Collected data entries:
--------------------------------
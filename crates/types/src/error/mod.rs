// Path: crates/types/src/error/mod.rs
//! Core error types for the Atlas IBC prover.

use thiserror::Error;

/// A trait for assigning a stable, machine-readable string code to an error.
pub trait ErrorCode {
    /// Returns the unique, stable string identifier for this error variant.
    fn code(&self) -> &'static str;
}

/// Errors produced while querying, reconstructing or proving counterparty state.
///
/// Every variant propagates to the immediate caller unmodified. The absence of a
/// connection or channel is *not* an error and never surfaces here.
#[derive(Error, Debug)]
pub enum ProverError {
    /// An identifier handed to the key deriver or the path end was malformed.
    #[error("Invalid {kind} identifier '{id}': {reason}")]
    InvalidIdentifier {
        /// Which identifier kind failed (client, connection, port, channel).
        kind: &'static str,
        /// The rejected identifier.
        id: String,
        /// Why it was rejected.
        reason: String,
    },
    /// The entity is absent at a height where absence is not a valid outcome.
    #[error("{entity} not found at height {height}")]
    NotFoundAtHeight {
        /// A human-readable description of the entity.
        entity: String,
        /// The height the query was pinned to.
        height: u64,
    },
    /// The ledger returned zero proof nodes for a storage slot.
    #[error("Storage proof is empty for slot {slot} at height {height}")]
    EmptyProof {
        /// The hex-encoded storage slot.
        slot: String,
        /// The height the proof was requested at.
        height: u64,
    },
    /// A log or RPC payload did not match its expected schema.
    #[error("Decode error: {0}")]
    Decode(String),
    /// A packet scan was exhausted without a match.
    #[error("Packet not found: port={port} channel={channel} sequence={sequence}")]
    PacketNotFound {
        /// The source port id.
        port: String,
        /// The source channel id.
        channel: String,
        /// The packet sequence.
        sequence: u64,
    },
    /// An acknowledgement scan was exhausted without a match.
    #[error("Acknowledgement not found: port={port} channel={channel} sequence={sequence}")]
    AcknowledgementNotFound {
        /// The destination port id.
        port: String,
        /// The destination channel id.
        channel: String,
        /// The packet sequence.
        sequence: u64,
    },
    /// The ledger RPC failed at the network or protocol level.
    #[error("Transport error in {method}: {reason}")]
    Transport {
        /// The RPC method that failed.
        method: String,
        /// The underlying failure.
        reason: String,
    },
    /// The caller's cancellation signal or deadline fired.
    #[error("Operation canceled")]
    Canceled,
    /// A path-scoped operation ran before the path end was assigned.
    #[error("Path end is not set")]
    PathNotSet,
    /// The path end was assigned more than once.
    #[error("Path end is already set")]
    PathAlreadySet,
    /// A raw block header could not be turned into a light-client header.
    #[error("Invalid header: {0}")]
    InvalidHeader(String),
    /// The configuration is invalid.
    #[error("Invalid configuration: {0}")]
    Config(String),
}

impl ProverError {
    /// Builds a `Transport` error from an RPC method name and any displayable cause.
    pub fn transport(method: impl Into<String>, reason: impl std::fmt::Display) -> Self {
        Self::Transport {
            method: method.into(),
            reason: reason.to_string(),
        }
    }
}

impl ErrorCode for ProverError {
    fn code(&self) -> &'static str {
        match self {
            Self::InvalidIdentifier { .. } => "PROVER_INVALID_IDENTIFIER",
            Self::NotFoundAtHeight { .. } => "PROVER_NOT_FOUND_AT_HEIGHT",
            Self::EmptyProof { .. } => "PROVER_EMPTY_PROOF",
            Self::Decode(_) => "PROVER_DECODE_ERROR",
            Self::PacketNotFound { .. } => "PROVER_PACKET_NOT_FOUND",
            Self::AcknowledgementNotFound { .. } => "PROVER_ACK_NOT_FOUND",
            Self::Transport { .. } => "PROVER_TRANSPORT_ERROR",
            Self::Canceled => "PROVER_CANCELED",
            Self::PathNotSet => "PROVER_PATH_NOT_SET",
            Self::PathAlreadySet => "PROVER_PATH_ALREADY_SET",
            Self::InvalidHeader(_) => "PROVER_INVALID_HEADER",
            Self::Config(_) => "PROVER_CONFIG_ERROR",
        }
    }
}

impl From<prost::DecodeError> for ProverError {
    fn from(e: prost::DecodeError) -> Self {
        Self::Decode(e.to_string())
    }
}
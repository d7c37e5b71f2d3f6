// Path: crates/relayer/src/slots.rs

//! Commitment-slot derivation for the contract-based IBC host.
//!
//! The host stores every commitment in a single Solidity mapping
//! `mapping(bytes32 => bytes32) commitments`, keyed by `keccak256(path)` where
//! `path` is the ICS-24 path string. The storage slot of an entry is therefore
//! `keccak256(keccak256(path) ++ uint256(mapping_slot))`. The destination light
//! client re-derives the same slot to check a proof, so any change here is a
//! protocol break.

use alloy_primitives::{keccak256, B256, U256};
use atlas_types::error::ProverError;
use atlas_types::ibc::parse_identifier;
use ibc_core_host_types::identifiers::{ChannelId, ClientId, ConnectionId, PortId, Sequence};
use ibc_core_host_types::path::{
    AckPath, ChannelEndPath, ClientConsensusStatePath, ClientStatePath, CommitmentPath,
    ConnectionPath,
};
use std::fmt;

/// The ICS-24 path of one IBC entity held by the host.
#[derive(Debug, Clone, PartialEq, Eq, Hash)]
pub struct LogicalKey {
    path: String,
}

impl LogicalKey {
    /// The ICS-24 path string, e.g. `clients/map-client-0/clientState`.
    pub fn path(&self) -> &str {
        &self.path
    }

    /// The key of the entry in the host's `commitments` mapping.
    pub fn commitment_key(&self) -> B256 {
        keccak256(self.path.as_bytes())
    }

    /// The storage slot holding the entry, for a mapping declared at `mapping_slot`.
    pub fn slot(&self, mapping_slot: u64) -> B256 {
        let mut preimage = Vec::with_capacity(64);
        preimage.extend_from_slice(self.commitment_key().as_slice());
        preimage.extend_from_slice(&U256::from(mapping_slot).to_be_bytes::<32>());
        keccak256(&preimage)
    }
}

impl fmt::Display for LogicalKey {
    fn fmt(&self, f: &mut fmt::Formatter<'_>) -> fmt::Result {
        f.write_str(&self.path)
    }
}

fn key(path: impl fmt::Display) -> LogicalKey {
    LogicalKey {
        path: path.to_string(),
    }
}

/// `clients/{client_id}/clientState`
pub fn client_state(client_id: &str) -> Result<LogicalKey, ProverError> {
    let client: ClientId = parse_identifier("client", client_id)?;
    Ok(key(ClientStatePath::new(client)))
}

/// `clients/{client_id}/consensusStates/{revision_number}-{revision_height}`
pub fn consensus_state(
    client_id: &str,
    revision_number: u64,
    revision_height: u64,
) -> Result<LogicalKey, ProverError> {
    let client: ClientId = parse_identifier("client", client_id)?;
    Ok(key(ClientConsensusStatePath::new(
        client,
        revision_number,
        revision_height,
    )))
}

/// `connections/{connection_id}`
pub fn connection(connection_id: &str) -> Result<LogicalKey, ProverError> {
    let conn: ConnectionId = parse_identifier("connection", connection_id)?;
    Ok(key(ConnectionPath::new(&conn)))
}

/// `channelEnds/ports/{port_id}/channels/{channel_id}`
pub fn channel(port_id: &str, channel_id: &str) -> Result<LogicalKey, ProverError> {
    let (port, chan) = port_channel(port_id, channel_id)?;
    Ok(key(ChannelEndPath::new(&port, &chan)))
}

/// `commitments/ports/{port_id}/channels/{channel_id}/sequences/{sequence}`
pub fn packet_commitment(
    port_id: &str,
    channel_id: &str,
    sequence: u64,
) -> Result<LogicalKey, ProverError> {
    let (port, chan) = port_channel(port_id, channel_id)?;
    Ok(key(CommitmentPath::new(
        &port,
        &chan,
        Sequence::from(sequence),
    )))
}

/// `acks/ports/{port_id}/channels/{channel_id}/sequences/{sequence}`
pub fn packet_ack(
    port_id: &str,
    channel_id: &str,
    sequence: u64,
) -> Result<LogicalKey, ProverError> {
    let (port, chan) = port_channel(port_id, channel_id)?;
    Ok(key(AckPath::new(&port, &chan, Sequence::from(sequence))))
}

fn port_channel(port_id: &str, channel_id: &str) -> Result<(PortId, ChannelId), ProverError> {
    Ok((
        parse_identifier("port", port_id)?,
        parse_identifier("channel", channel_id)?,
    ))
}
--------------------------------
• Work request: Throughout the data above, count the lines in which the word "match" occurs; supply the number alone.

• Answer: 4